I started teaching Sunday school when I was sixteen. I loved teaching children then and I still do.
Children are receptive. The Bible tells us to train a child in the way he should go (Proverbs 22:6). Just because we train them, doesn’t mean that they will make the choice to embrace that training, but our responsibility is to do the teaching. As D.L. Moody is famously quoted: If I could relive my life, I would devote my entire ministry to reaching children for God!” By being in children’s ministry, I am on the frontline.
Children are energetic. Sometimes we might think they have too much energy, but just think if we could channel that energy into good? What if that squirrely little boy someday uses that energy to start a new mission’s initiative? Or that bouncy little girl someday designs biblically-based software for parents? God made them full of energy – our job is to direct them to use it wisely.
Children want attention. They like to be noticed … and how fun is it to give them a compliment or high five and have their faces crinkle into a room-brightening smile?
Children are honest. You know what they are thinking. You don’t have to guess if they liked the lesson. They’ll tell you. Unlike adults who put on a façade of pleasantness, kids don’t let you get away with anything. But that’s good. No guessing whether or not they’re hiding their true feelings.
Children are forgiving. Yes, they didn’t like the snack and let you know by their scrunched-up faces and their very loud “Ewwwwww,” but by next week they’ve forgotten and enthusiastically chow down on the offered food. Unlike many adults, they don’t hold grudges.
Children are curious. When you tell them that the Israelites walked many miles – they want to know how long, whether they were tired and what they had to eat. Many adults are curious, too, but too often adults tune you out. They’ve heard that story before and aren’t interested in studying it further. You can learn a lot preparing for a kids’ lesson.
Children are funny. Like fall-off-your-chair-laughing funny. (Insert your own funny story here.)

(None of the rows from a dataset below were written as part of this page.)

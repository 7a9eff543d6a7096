mod common;

use common::{
    arg, enum_type, field, field_with_args, list, load_tree, named, object_type, render,
};
use gqlb_tree::{Key, Tree};
use pretty_assertions::assert_eq;
use serde_json::json;

fn type_text(tree: &mut Tree, text: &str) {
    for c in text.chars() {
        tree.key(Key::Char(c));
    }
}

/// A session with a bit of everything: expansion, scalar and list values,
/// an enum variable, a caret mid-edit, the edit sub-mode left on.
fn edited_tree() -> Tree {
    let mut tree = load_tree(vec![
        object_type(
            "Query",
            vec![
                field_with_args(
                    "a",
                    named("OBJECT", "Foo"),
                    vec![
                        arg("x", named("SCALAR", "Int")),
                        arg("l", list(named("SCALAR", "String"))),
                    ],
                ),
                field_with_args(
                    "b",
                    named("SCALAR", "String"),
                    vec![arg("e", named("ENUM", "Color"))],
                ),
            ],
        ),
        object_type(
            "Foo",
            vec![
                field("c", named("SCALAR", "String")),
                field("d", named("SCALAR", "String")),
            ],
        ),
        enum_type("Color", vec!["RED", "GREEN"]),
    ]);

    tree.key_right();
    tree.key_down();
    tree.select();
    tree.key(Key::Tab);
    tree.key(Key::Char('4'));
    tree.key(Key::Tab);

    tree.key_down();
    tree.select();
    tree.key_down();
    tree.key_right();
    tree.key_down();
    tree.select();
    tree.key(Key::Tab);
    tree.key(Key::Char('g'));
    tree.key(Key::Tab);

    tree.key_down();
    tree.key_down();
    tree.select();

    tree.key_down();
    tree.key_down();
    tree.select();
    tree.key_down();
    tree.key(Key::Char('v'));
    tree.key(Key::Tab);
    type_text(&mut tree, "col");

    tree
}

#[test]
fn it_round_trips_a_session() {
    let mut tree = edited_tree();
    let expected = "query Query($col:Color) {a(x:4,l:[\"g\"]) {c} b(e:$col)}";
    assert_eq!(tree.query().unwrap(), expected);

    let saved = tree.to_json();
    assert_eq!(saved["version"], json!(1));
    assert_eq!(saved["cursor_at_input_field"], json!(true));

    let mut restored = Tree::from_json(&saved).unwrap();
    assert_eq!(restored.query().unwrap(), expected);
    assert_eq!(restored.cursor_type(), tree.cursor_type());
    assert_eq!(render(&mut restored), render(&mut tree));
}

#[test]
fn it_reserializes_to_the_same_document() {
    let tree = edited_tree();
    let saved = tree.to_json();

    let restored = Tree::from_json(&saved).unwrap();
    assert_eq!(restored.to_json(), saved);
}

#[test]
fn it_defaults_the_cursor_without_saved_state() {
    let tree = edited_tree();
    let mut saved = tree.to_json();
    saved["root"] = serde_json::Value::Null;

    let restored = Tree::from_json(&saved).unwrap();
    assert_eq!(restored.cursor_type(), "Foo");
}

#[test]
fn it_rejects_unsupported_versions() {
    let tree = edited_tree();
    let mut saved = tree.to_json();
    saved["version"] = json!(2);

    let error = Tree::from_json(&saved).unwrap_err();
    assert_eq!(error.to_string(), "Unsupported tree JSON version 2.");
}

#[test]
fn it_rejects_documents_without_a_version() {
    let error = Tree::from_json(&json!({})).unwrap_err();
    assert_eq!(error.to_string(), "Unsupported tree JSON version 0.");
}

#[test]
fn it_drops_state_for_removed_fields() {
    let mut old = load_tree(vec![object_type(
        "Query",
        vec![
            field("a", named("SCALAR", "String")),
            field("b", named("SCALAR", "String")),
        ],
    )]);
    old.select();
    old.key_down();
    old.select();
    let saved = old.to_json();

    // The schema lost field a; its saved state is silently dropped.
    let mut new = load_tree(vec![object_type(
        "Query",
        vec![field("b", named("SCALAR", "String"))],
    )]);
    new.restore(&saved).unwrap();

    assert_eq!(new.query().unwrap(), "query Query {b}");
}

#[test]
fn it_drops_state_when_a_field_changes_kind() {
    let mut old = load_tree(vec![
        object_type("Query", vec![field("a", named("OBJECT", "Foo"))]),
        object_type("Foo", vec![field("c", named("SCALAR", "String"))]),
    ]);
    old.key_right();
    old.key_down();
    old.select();
    let saved = old.to_json();

    // a went from object to scalar; the whole subtree is dropped, including
    // the saved cursor.
    let mut new = load_tree(vec![object_type(
        "Query",
        vec![field("a", named("SCALAR", "String"))],
    )]);
    new.restore(&saved).unwrap();

    assert_eq!(new.cursor_type(), "String");
    assert_eq!(new.query().unwrap_err().to_string(), "No fields selected.");
}

#[test]
fn it_restores_state_onto_a_reloaded_schema() {
    let mut tree = edited_tree();
    let saved = tree.to_json();

    // The reload path: build a fresh tree from the same introspection
    // document, then layer the old state onto it.
    let mut reloaded = load_tree(vec![
        object_type(
            "Query",
            vec![
                field_with_args(
                    "a",
                    named("OBJECT", "Foo"),
                    vec![
                        arg("x", named("SCALAR", "Int")),
                        arg("l", list(named("SCALAR", "String"))),
                    ],
                ),
                field_with_args(
                    "b",
                    named("SCALAR", "String"),
                    vec![arg("e", named("ENUM", "Color"))],
                ),
            ],
        ),
        object_type(
            "Foo",
            vec![
                field("c", named("SCALAR", "String")),
                field("d", named("SCALAR", "String")),
            ],
        ),
        enum_type("Color", vec!["RED", "GREEN"]),
    ]);
    reloaded.restore(&saved).unwrap();

    assert_eq!(reloaded.query().unwrap(), tree.query().unwrap());
    assert_eq!(render(&mut reloaded), render(&mut tree));
}

#[test]
fn it_keeps_required_arguments_required_on_restore() {
    // An argument that used to be optional and selected is now required;
    // the saved selection must not downgrade its symbol.
    let mut old = load_tree(vec![object_type(
        "Query",
        vec![field_with_args(
            "a",
            named("SCALAR", "String"),
            vec![arg("x", named("SCALAR", "Int"))],
        )],
    )]);
    old.select();
    old.key_down();
    old.select();
    old.key(Key::Tab);
    old.key(Key::Char('7'));
    let saved = old.to_json();

    let mut new = load_tree(vec![object_type(
        "Query",
        vec![field_with_args(
            "a",
            named("SCALAR", "String"),
            vec![arg(
                "x",
                json!({ "kind": "NON_NULL", "name": null,
                        "ofType": { "kind": "SCALAR", "name": "Int" } }),
            )],
        )],
    )]);
    new.restore(&saved).unwrap();

    // Required arguments always render ● and always emit.
    assert_eq!(
        render(&mut new),
        "■ a\n\
         \u{20} ● x: 7X"
    );
    assert_eq!(new.query().unwrap(), "query Query {a(x:7)}");
}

Children are wide-eyed listeners. You do your part to be enthusiastic and interesting and the children will totally be with you. They aren’t planning dinner or worrying about work or texting – they’re listening to what you’re saying.
Children have a different perspective. They come up with unique takes on what you’re saying. Like when I was talking about God creating us and a 6-year-old announced with breathtaking awe – “And He didn’t even need to put a battery inside of us.”
Or the night I had to unexpectedly review David and Goliath for first and second graders. One little boy asked what a slingshot was. A first grader called out, “Have you ever played Angry Birds®?” What better explanation than that?
Children want to help. Children enjoy being part of projects. Whether it’s collecting food for a food bank or stacking chairs out after class – they want to be part of it.